* Supplied records
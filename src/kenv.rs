//! Boot environment.
//!
//! The loader hands the kernel a flattened argument vector of `key=value`
//! strings. Values may be quoted to protect embedded whitespace, e.g.
//! `init="/bin/sh -l"`. Keys consumed by the core: `memsize`, `rd_start`,
//! `rd_size`, `mem_start`, `mem_end`, `init`, `test`, `klog-mask`,
//! `klog-quiet`, `klog-verbose`, `seed`.

use alloc::string::{String, ToString};
use alloc::vec::Vec;

use hashbrown::HashMap;
use once_cell::race::OnceBox;
use spinning_top::Spinlock;

static KENV: OnceBox<Spinlock<HashMap<String, String>>> = OnceBox::new();

fn kenv() -> &'static Spinlock<HashMap<String, String>> {
    KENV.get_or_init(|| alloc::boxed::Box::new(Spinlock::new(HashMap::new())))
}

/// Split a raw command line into whitespace-separated tokens.
///
/// A double-quoted span protects whitespace; the quotes themselves are not
/// part of the token. `a="b c" d` yields `a=b c` and `d`.
pub fn tokenize(cmdline: &str) -> Vec<String> {
    let mut tokens = Vec::new();
    let mut cur = String::new();
    let mut in_quotes = false;
    for ch in cmdline.chars() {
        match ch {
            '"' => in_quotes = !in_quotes,
            c if c.is_whitespace() && !in_quotes => {
                if !cur.is_empty() {
                    tokens.push(core::mem::take(&mut cur));
                }
            }
            c => cur.push(c),
        }
    }
    if !cur.is_empty() {
        tokens.push(cur);
    }
    tokens
}

/// Record the boot arguments. Tokens without `=` are stored with an empty
/// value so that flag-style keys can be tested with [`has`].
pub fn init(args: &[&str]) {
    let mut map = kenv().lock();
    for arg in args {
        match arg.split_once('=') {
            Some((key, value)) => map.insert(key.to_string(), value.to_string()),
            None => map.insert(arg.to_string(), String::new()),
        };
    }
}

/// Parse and record a raw command line (applies [`tokenize`] first).
pub fn init_cmdline(cmdline: &str) {
    let mut map = kenv().lock();
    for token in tokenize(cmdline) {
        match token.split_once('=') {
            Some((key, value)) => map.insert(key.to_string(), value.to_string()),
            None => map.insert(token, String::new()),
        };
    }
}

/// Fetch the value bound to `key`.
pub fn get(key: &str) -> Option<String> {
    kenv().lock().get(key).cloned()
}

/// True if `key` was present on the command line, with or without a value.
pub fn has(key: &str) -> bool {
    kenv().lock().contains_key(key)
}

/// Fetch `key` and parse it as an integer. Accepts a `0x` prefix.
pub fn get_uint(key: &str) -> Option<usize> {
    let value = get(key)?;
    let value = value.trim();
    if let Some(hex) = value.strip_prefix("0x") {
        usize::from_str_radix(hex, 16).ok()
    } else {
        value.parse().ok()
    }
}

#[cfg(test)]
mod tests {
    use super::*;

    #[test]
    fn tokenize_splits_on_whitespace() {
        let tokens = tokenize("memsize=0x1000000  test=all\tklog-quiet");
        assert_eq!(tokens, ["memsize=0x1000000", "test=all", "klog-quiet"]);
    }

    #[test]
    fn tokenize_honors_quotes() {
        let tokens = tokenize(r#"init="/bin/sh -l" seed=123"#);
        assert_eq!(tokens, ["init=/bin/sh -l", "seed=123"]);
    }

    #[test]
    fn quoted_value_survives_roundtrip() {
        init_cmdline(r#"kenv-test-init="/bin/utest arg" kenv-test-mem=0x40"#);
        assert_eq!(get("kenv-test-init").as_deref(), Some("/bin/utest arg"));
        assert_eq!(get_uint("kenv-test-mem"), Some(0x40));
        assert!(!has("kenv-test-absent"));
    }
}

* Task objective
In the listing above, find the line with "use spinning_top::Spinlock;" and the line with "c if c.is_whitespace()"; output exactly those lines and all lines between them.

* Task response
use spinning_top::Spinlock;

static KENV: OnceBox<Spinlock<HashMap<String, String>>> = OnceBox::new();

fn kenv() -> &'static Spinlock<HashMap<String, String>> {
    KENV.get_or_init(|| alloc::boxed::Box::new(Spinlock::new(HashMap::new())))
}

/// Split a raw command line into whitespace-separated tokens.
///
/// A double-quoted span protects whitespace; the quotes themselves are not
/// part of the token. `a="b c" d` yields `a=b c` and `d`.
pub fn tokenize(cmdline: &str) -> Vec<String> {
    let mut tokens = Vec::new();
    let mut cur = String::new();
    let mut in_quotes = false;
    for ch in cmdline.chars() {
        match ch {
            '"' => in_quotes = !in_quotes,
            c if c.is_whitespace() && !in_quotes => {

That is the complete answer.